AKT loss in human epithelial cells treated with severe hypoxia

Abstract

Cancer cells which can survive and or proliferate in hypoxia may be resistant to anti-cancer treatment. In our previous work, we showed that we could group cell lines treated with severe hypoxia into either hypoxia-induced cell cycle arrest-sensitive or resistant phenotypes, and hypoxia-induced cell death (HCD)-sensitive or resistant phenotypes. We showed that the resistant phenotypes were associated with high levels of active-AKT in late hypoxia and sensitive cells were associated with decreased or undetectable levels of AKT in late hypoxia. We have now extended our findings to numerous other cell lines. We show that HCD and loss of AKT is cell density dependent, and both AKT1 and AKT2 isoforms are lost in late hypoxia.
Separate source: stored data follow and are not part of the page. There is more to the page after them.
//! Orientation-aware move planner
//!
//! The robot can only turn the bottom layer. Every other face is first
//! brought down with turntable rotations and tilts, and every physical action
//! is mirrored into the cube model right after it completes, so the next
//! decision always sees the real orientation.
//!
//! Turntable senses are seen from above. A bottom-face turn is named in move
//! notation (looking at the face, i.e. from below), so a clockwise `D` runs
//! the turntable counter-clockwise.

use core::fmt;

use crate::config::RobotConfig;
use crate::cube::{Axis, Cube, CubeError, Direction, Face, Modifier, Move, MoveSequence};
use crate::traits::{ActuationError, Actuator, Sense};

use super::lash::LashCompensator;

const TILT: Move = Move::rotation(Axis::Z, Modifier::Quarter);
const SPIN_CLOCKWISE: Move = Move::rotation(Axis::Y, Modifier::Quarter);
const SPIN_COUNTER_CLOCKWISE: Move = Move::rotation(Axis::Y, Modifier::Prime);

/// Errors from planning or executing moves
#[derive(Debug, Clone, PartialEq, Eq)]
#[cfg_attr(feature = "defmt", derive(defmt::Format))]
pub enum PlanError {
    /// Move string rejected before any motion
    Cube(CubeError),
    /// A motor failed; the model reflects every motion completed before it
    Actuation(ActuationError),
}

impl From<CubeError> for PlanError {
    fn from(e: CubeError) -> Self {
        PlanError::Cube(e)
    }
}

impl From<ActuationError> for PlanError {
    fn from(e: ActuationError) -> Self {
        PlanError::Actuation(e)
    }
}

impl fmt::Display for PlanError {
    fn fmt(&self, f: &mut fmt::Formatter<'_>) -> fmt::Result {
        match self {
            PlanError::Cube(e) => write!(f, "invalid moves: {}", e),
            PlanError::Actuation(e) => write!(f, "actuation failed: {}", e),
        }
    }
}

/// Drives the robot's mechanisms and keeps the cube model in step
pub struct MovePlanner<A: Actuator> {
    actuator: A,
    cube: Cube,
    lash: LashCompensator,
    config: RobotConfig,
}

impl<A: Actuator> MovePlanner<A> {
    /// Create a planner for a solved cube in the identity orientation
    pub fn new(actuator: A, config: RobotConfig) -> Self {
        Self {
            actuator,
            cube: Cube::new(),
            lash: LashCompensator::from_config(&config),
            config,
        }
    }

    /// Cube model
    pub fn cube(&self) -> &Cube {
        &self.cube
    }

    /// Mutable cube model, for installing a detected configuration
    pub fn cube_mut(&mut self) -> &mut Cube {
        &mut self.cube
    }

    pub fn actuator(&self) -> &A {
        &self.actuator
    }

    pub fn actuator_mut(&mut self) -> &mut A {
        &mut self.actuator
    }

    pub fn lash(&self) -> &LashCompensator {
        &self.lash
    }

    pub fn config(&self) -> &RobotConfig {
        &self.config
    }

    /// Release the actuator
    pub fn into_actuator(self) -> A {
        self.actuator
    }

    /// Home every mechanism and forget the last turntable sense
    pub fn home(&mut self) -> Result<(), PlanError> {
        self.actuator.home()?;
        self.lash.reset();
        debug!("planner: homed");
        Ok(())
    }

    /// Hold the top two layers
    pub fn grab(&mut self) -> Result<(), PlanError> {
        let arm = self.config.arm;
        self.actuator.run_grab_arm_to(arm.grab, arm.speed)?;
        Ok(())
    }

    /// Move the arm clear of the cube
    pub fn rest(&mut self) -> Result<(), PlanError> {
        let arm = self.config.arm;
        self.actuator.run_grab_arm_to(arm.rest, arm.rest_speed)?;
        Ok(())
    }

    /// Flip the cube forward: the right face ends up down
    pub fn tilt(&mut self) -> Result<(), PlanError> {
        let arm = self.config.arm;
        self.grab()?;
        self.actuator.run_grab_arm_to(arm.tilt_over, arm.speed)?;
        self.actuator.settle(arm.settle_ms);
        self.actuator.run_grab_arm_to(arm.tilt_back, arm.tilt_back_speed)?;
        self.actuator.run_grab_arm_to(arm.grab, arm.speed)?;
        self.actuator.settle(arm.settle_ms);
        self.cube.apply(TILT);
        trace!("planner: tilt");
        Ok(())
    }

    /// Turn the whole cube a quarter turn on the turntable
    pub fn rotate_cube(&mut self, sense: Sense) -> Result<(), PlanError> {
        self.rest()?;
        let degrees = self.config.turn_degrees(1);
        self.actuator.rotate_turntable(sense, degrees)?;
        self.cube.apply(match sense {
            Sense::Clockwise => SPIN_CLOCKWISE,
            Sense::CounterClockwise => SPIN_COUNTER_CLOCKWISE,
        });
        trace!("planner: rotate cube {}", sense);
        Ok(())
    }

    /// Bring a logical face to the bottom
    ///
    /// Takes at most two actions from any orientation.
    pub fn place_face_down(&mut self, face: Face) -> Result<(), PlanError> {
        match self.cube.direction_of(face) {
            Direction::Front => self.rotate_cube(Sense::CounterClockwise)?,
            Direction::Back => self.rotate_cube(Sense::Clockwise)?,
            Direction::Left => {
                self.rotate_cube(Sense::Clockwise)?;
                self.rotate_cube(Sense::Clockwise)?;
            }
            Direction::Up => self.tilt()?,
            Direction::Right | Direction::Down => {}
        }
        if self.cube.direction_of(face) == Direction::Right {
            self.tilt()?;
        }
        Ok(())
    }

    /// Turn the bottom layer by `count` quarter turns
    ///
    /// `sense` is the face's own sense in move notation.
    pub fn turn_bottom(&mut self, sense: Sense, count: u8) -> Result<(), PlanError> {
        if count == 0 {
            return Ok(());
        }
        self.grab()?;
        let degrees = self.config.turn_degrees(count);
        self.lash.turn(&mut self.actuator, sense.opposite(), degrees)?;
        let quarter = match sense {
            Sense::Clockwise => Move::face(Face::D, Modifier::Quarter),
            Sense::CounterClockwise => Move::face(Face::D, Modifier::Prime),
        };
        for _ in 0..count {
            self.cube.apply(quarter);
        }
        Ok(())
    }

    /// Execute one face turn
    pub fn execute_move(&mut self, mv: Move) -> Result<(), PlanError> {
        let Some(face) = mv.turned_face() else {
            return Err(CubeError::InvalidMove { token: mv.token() }.into());
        };
        debug!("planner: {}", mv);
        self.place_face_down(face)?;
        match mv.modifier {
            Modifier::Quarter => self.turn_bottom(Sense::Clockwise, 1),
            Modifier::Prime => self.turn_bottom(Sense::CounterClockwise, 1),
            Modifier::Double => self.turn_bottom(Sense::Clockwise, 2),
        }
    }

    /// Execute a parsed sequence of face turns
    pub fn execute_sequence(&mut self, sequence: &MoveSequence) -> Result<(), PlanError> {
        for mv in sequence.iter() {
            self.execute_move(mv)?;
        }
        Ok(())
    }

    /// Execute a solver move string
    ///
    /// The whole string is validated before the first motion. Rotations are
    /// rejected; the solver only speaks in face turns.
    pub fn execute(&mut self, moves: &str) -> Result<(), PlanError> {
        let sequence = MoveSequence::parse_face_turns(moves)?;
        info!("planner: executing {} moves", sequence.len());
        self.execute_sequence(&sequence)
    }
}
Loss of AKT is most likely due to regulated degradation, as transcription of AKT isoforms is unchanged in hypoxia, and AKT is not significantly translocated to the nucleus to account for its disappearance from cytoplasmic lysates. Interestingly, inhibitors of proteosome, calpain or caspase-mediated proteolysis did not significantly block AKT loss. Inhibition of autophagy using diverse lysosome-targeted autophagy inhibitors also did not block AKT loss, however autophagy inhibitors which block general PI3K activity, such as 3-methyladenine or LY294002, were effective inhibitors of AKT loss in late hypoxia. Interestingly, those inhibitors also blocked HCD in an HCD-sensitive cancer cell line. Inhibitors of proteolytic pathways which did not block AKT loss also did not block HCD in HeLa. Our investigations support a model by which AKT is a major switch involved in regulating hypoxia-induced cell death.